Frontier Days is a 1934 American western film directed by Robert F. Hill and starring Bill Cody, Ada Ince and Wheeler Oakman. It was produced by independent Poverty Row outfit Altmount Pictures for release as a second feature. Location shooting took place in the Alabama Hills in California.

==Plot==
A detective working for Wells Fargo goes undercover as The Pinto Kid to investigate the killings of a series of stagecoach drivers.
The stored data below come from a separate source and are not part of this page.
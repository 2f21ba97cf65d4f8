//! Analysis history: one JSONL line per completed action.
//!
//! Every `predict` / `waste` run that reaches the service (success or
//! failure) is appended to `~/.cloudcost/history.jsonl` unless logging is
//! disabled. `cloudcost history` reads it back.
//!
//! Writes are best-effort: a failing log never fails the analysis.

use std::fs::{self, OpenOptions, create_dir_all};
use std::io::{BufRead, BufReader, Write};
use std::path::{Path, PathBuf};

use anyhow::Result;
use chrono::Utc;
use serde::{Deserialize, Serialize};

use crate::config::schema::LoggingConfig;
use crate::controller::ActionKind;

// ---------------------------------------------------------------------------
// Entry
// ---------------------------------------------------------------------------

/// A single line in the history log.
#[derive(Debug, Clone, PartialEq, Serialize, Deserialize)]
pub struct HistoryEntry {
    pub timestamp: String,
    /// `"predict"` or `"waste"`.
    pub action: String,
    pub file: String,
    #[serde(default = "default_true")]
    pub success: bool,
    #[serde(default)]
    pub latency_ms: u64,
    /// The user-facing error message when the action failed.
    #[serde(skip_serializing_if = "Option::is_none", default)]
    pub error: Option<String>,
}

fn default_true() -> bool {
    true
}

impl HistoryEntry {
    pub fn new(action: ActionKind, file: &str, latency_ms: u64, error: Option<String>) -> Self {
        Self {
            timestamp: Utc::now().to_rfc3339(),
            action: action.as_str().to_string(),
            file: file.to_string(),
            success: error.is_none(),
            latency_ms,
            error,
        }
    }
}

// ---------------------------------------------------------------------------
// Log file
// ---------------------------------------------------------------------------

/// Handle to a JSONL history file.
#[derive(Debug, Clone, PartialEq, Eq)]
pub struct HistoryLog {
    path: PathBuf,
}

impl HistoryLog {
    pub fn new(path: impl Into<PathBuf>) -> Self {
        Self { path: path.into() }
    }

    /// Resolve the log from the `[logging]` section. Returns `None` when
    /// logging is disabled or no home directory exists.
    pub fn from_config(config: &LoggingConfig) -> Option<Self> {
        if !config.enabled {
            return None;
        }
        match config.history_file {
            Some(ref path) => Some(Self::new(path)),
            None => default_history_path().map(Self::new),
        }
    }

    pub fn path(&self) -> &Path {
        &self.path
    }

    /// Append an entry, ignoring I/O failures.
    pub fn append(&self, entry: &HistoryEntry) {
        let _ = self.try_append(entry);
    }

    fn try_append(&self, entry: &HistoryEntry) -> Result<()> {
        if let Some(parent) = self.path.parent() {
            create_dir_all(parent)?;
        }

        let mut file = OpenOptions::new()
            .create(true)
            .append(true)
            .open(&self.path)?;
        let json = serde_json::to_string(entry)?;
        writeln!(file, "{json}")?;

        Ok(())
    }

    /// Read every entry. Malformed lines are skipped; a missing file reads
    /// as empty.
    pub fn read_all(&self) -> Vec<HistoryEntry> {
        let Ok(file) = fs::File::open(&self.path) else {
            return Vec::new();
        };

        BufReader::new(file)
            .lines()
            .map_while(Result::ok)
            .filter_map(|line| serde_json::from_str::<HistoryEntry>(&line).ok())
            .collect()
    }

    /// The most recent `limit` entries, newest first.
    pub fn recent(&self, limit: usize) -> Vec<HistoryEntry> {
        let mut entries = self.read_all();
        entries.reverse();
        entries.truncate(limit);
        entries
    }
}

/// `~/.cloudcost/history.jsonl`
pub fn default_history_path() -> Option<PathBuf> {
    dirs::home_dir().map(|home| home.join(".cloudcost").join("history.jsonl"))
}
However, this leads to himself being accused of the murder of one of them.

==Cast==
- Bill Cody as Bill Maywood - aka The Pinto Kid
- Ada Ince as Beth Wilson
- Wheeler Oakman as Enry Jethrow
- Bill Cody Jr. as Bart Wilson
- Franklyn Farnum as George Wilson
- Lafe McKee as Hank Wilson
- Victor Potel as Deputy Tex Hatch
- William Desmond as Sheriff Barnes
- Robert McKenzie as Casey
- Harry Martell as 	Deputy Rio
- Barney Beasley as Barfly / Deputy
- Herman Hack as Townsman
- Robert F. Hill as Chief Burrows
- Lew Meehan as Deputy
- Fred Parker as Doctor
- Chico as	Chico - Pinto Kid's Horse

==Bibliography==
- Pitts, Michael R. Poverty Row Studios, 1929–1940. McFarland & Company, 2005.